O Estranho Caso do Cachorro Morto

Foto de Fabio Negro
Forums: 

Sou uma pessoa que sente saudades: desde Xógum, do James Clavell, eu não arregaço um livro como se não houvesse amanhã. Eu matava aula pra lê-lo, eu levava o Xógum pro fliperama, eu não saía com os amigos. Até hoje a melhor leitura da minha vida.  

Então, como acontece com cinema, quadrinhos, música e conversa com os amigos, à medida que a experiência perfeita não se repete, a gente vai ficando cínico, começa a analisar  e desconstruir em vez de apenas consumir. Nos últimos 3 anos eu leio um livro assim como o Dr. Enéas Carneiro lê um eletrocardiograma.

Mas eis que novamente os ingleses vêm salvar o dia. Revirando minha lista com mais de 40 livros a serem comprados, O Estranho Caso do Cachorro Morto, de MARK HADDON, ganhou uma chance.

O livro: Christopher, um garoto com Síndrome de Aspergen (transtorno primo do autismo) um dia encontra Wellington, o cachorro da vizinha, morto no jardim, atravessado por uma ferramenta, e decide investigar o crime. Decide investigar porquê gosta de cachorros, porquê gosta de histórias de detetives e porquê faz parte de sua terapia escrever um livro. A investigação abalará sua rotina metódica e segura e a relação com seus pais.  

Com 280 páginas, mais ou menos, fiz o que nunca tinha feito: li o bichinho em menos de 4 horas, apenas com pausas pra beber suco de uva Maguary.

Sem a tremenda chatice dos Grandes Romances, que gostam de descrever halos de luz iluminando um queijo verde, ou descrever todos os detalhes de um salão de festas, ou descrever o tipo de madeira das mesas de jantar, O Estranho Caso tem uma prosa que voa, em parte porquê é 100% narrado em primeira pessoa, sem trapaças, e em parte porquê é feito de muitos diálogos e poucas descrições.

O primeiro capítulo já brinca com todos os livros de detetives que existem, com sua aura pseudo-noir-vou-lidar-com-o-lado-sombrio-do-Ser-Humano e brinca com a noção de que devemos admirar o detetive porquê sua capacidade de dedução é um dom superdesenvolvido. E claro, as frases curtas.

É mais ou menos assim:

           [quote]Wellington está morto. Isso eu sei porquê ele não está respirando. E porquê tem sangue no focinho dele. Ele foi assassinado. Isso eu sei porquê tem um forcado de jardim atravessando a barriga dele, e eu não acho que alguém fosse enfiar um forcado num cachorro que já estivesse morto.[/quote]

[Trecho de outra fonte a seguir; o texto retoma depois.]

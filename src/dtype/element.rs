//! Element trait for mapping Rust float types to DType

use super::DType;
use bytemuck::{Pod, Zeroable};
use std::fmt::Debug;
use std::ops::{Add, Mul, Sub};

/// Trait for types that can be feature or weight elements
///
/// # Bounds
/// - `Copy + Send + Sync + 'static` - kernels move elements across rayon workers
/// - `Pod + Zeroable` - zeroed buffers can be allocated without per-element init
/// - `Add + Sub + Mul` - arithmetic used by the gather-scatter kernels
/// - `PartialOrd` - comparison for max pooling
///
/// Accumulation happens in [`Element::Acc`], which is at least as wide as
/// the element itself (f32 for the half types).
pub trait Element:
    Copy
    + Clone
    + Debug
    + Send
    + Sync
    + Pod
    + Zeroable
    + 'static
    + Add<Output = Self>
    + Sub<Output = Self>
    + Mul<Output = Self>
    + PartialOrd
{
    /// The corresponding DType for this Rust type
    const DTYPE: DType;

    /// Accumulator type used by matmul inner loops
    type Acc: Copy + Send + Sync + Add<Output = Self::Acc> + Mul<Output = Self::Acc>;

    /// Convert to f64 for generic numeric operations
    fn to_f64(self) -> f64;

    /// Convert from f64 to this type
    fn from_f64(v: f64) -> Self;

    /// Widen to the accumulator type
    fn to_acc(self) -> Self::Acc;

    /// Narrow from the accumulator type
    fn from_acc(v: Self::Acc) -> Self;

    /// Zero accumulator
    fn acc_zero() -> Self::Acc;

    /// Zero value
    fn zero() -> Self;

    /// One value
    fn one() -> Self;
}

impl Element for f64 {
    const DTYPE: DType = DType::F64;
    type Acc = f64;

    #[inline]
    fn to_f64(self) -> f64 {
        self
    }

    #[inline]
    fn from_f64(v: f64) -> Self {
        v
    }

    #[inline]
    fn to_acc(self) -> f64 {
        self
    }

    #[inline]
    fn from_acc(v: f64) -> Self {
        v
    }

    #[inline]
    fn acc_zero() -> f64 {
        0.0
    }

    #[inline]
    fn zero() -> Self {
        0.0
    }

    #[inline]
    fn one() -> Self {
        1.0
    }
}

impl Element for f32 {
    const DTYPE: DType = DType::F32;
    type Acc = f32;

    #[inline]
    fn to_f64(self) -> f64 {
        self as f64
    }

    #[inline]
    fn from_f64(v: f64) -> Self {
        v as f32
    }

    #[inline]
    fn to_acc(self) -> f32 {
        self
    }

    #[inline]
    fn from_acc(v: f32) -> Self {
        v
    }

    #[inline]
    fn acc_zero() -> f32 {
        0.0
    }

    #[inline]
    fn zero() -> Self {
        0.0
    }

    #[inline]
    fn one() -> Self {
        1.0
    }
}

// Half-precision floating point types (requires "f16" feature)

#[cfg(feature = "f16")]
impl Element for half::f16 {
    const DTYPE: DType = DType::F16;
    type Acc = f32;

    #[inline]
    fn to_f64(self) -> f64 {
        self.to_f64()
    }

    #[inline]
    fn from_f64(v: f64) -> Self {
        half::f16::from_f64(v)
    }

    #[inline]
    fn to_acc(self) -> f32 {
        self.to_f32()
    }

    #[inline]
    fn from_acc(v: f32) -> Self {
        half::f16::from_f32(v)
    }

    #[inline]
    fn acc_zero() -> f32 {
        0.0
    }

    #[inline]
    fn zero() -> Self {
        half::f16::ZERO
    }

    #[inline]
    fn one() -> Self {
        half::f16::ONE
    }
}

#[cfg(feature = "f16")]
impl Element for half::bf16 {
    const DTYPE: DType = DType::BF16;
    type Acc = f32;

    #[inline]
    fn to_f64(self) -> f64 {
        self.to_f64()
    }

    #[inline]
    fn from_f64(v: f64) -> Self {
        half::bf16::from_f64(v)
    }

    #[inline]
    fn to_acc(self) -> f32 {
        self.to_f32()
    }

    #[inline]
    fn from_acc(v: f32) -> Self {
        half::bf16::from_f32(v)
    }

    #[inline]
    fn acc_zero() -> f32 {
        0.0
    }

    #[inline]
    fn zero() -> Self {
        half::bf16::ZERO
    }

    #[inline]
    fn one() -> Self {
        half::bf16::ONE
    }
}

Hahahahahah, tããããããão noir! Tracer Bullet total! O clima é bem esse, Forrest Gump estrelando China Town. E, como China Town, é uma investigação que começa pequena e de repente mobiliza a polícia de várias cidades. Aqui o clichê começa a ficar menos bem trabalhado e o terço final do livro se perde (e provavelmente nem devesse existir), mas dá pra levar. Mas da primeira linha até o momento em que se soluciona o caso Wellington, a mágica funciona, é praticamente um livro perfeito. Daí pra frente, não.

Como um bom livro pós-clássico, Christopher, o protagonista é muito auto-consciente, e muito crítico em relação aos costumes dos outros. Ele parece um personagem de livro, não uma pessoa. É bem recalque de autor que não é chamado pra fazer entrevista no rádio, daí usa o protagonista pra falar tudo o que ele quer falar, mas ninguém perguntou.

Edição bem cuidada, a capa é bonitona, tem algumas fotos, ilustrações, diagramas e equações complicadas de matemática (Christopher está estudando pra tirar grau A em Matemática e Física) e tem uma coisa que eu sempre sinto muita falta nos outros livros: palavras em negrito.

Só o eterno problema da tradução literal é que aqui também se faz presente. Típico da Editora Record, diga-se.

Não bateu a experiência de Xógum, mas por um bom tempo pareceu que iria.
Livro nota 7 que, por não encher o saco quase em nenhum momento, vira uma leitura nota 8,5.!

EDIT.: nesse meio tempo o Dr. Enéas morreu e eu dei meu exemplar pra uma mina cuja idade me tornaria um criminoso caso eu... caso... tchan!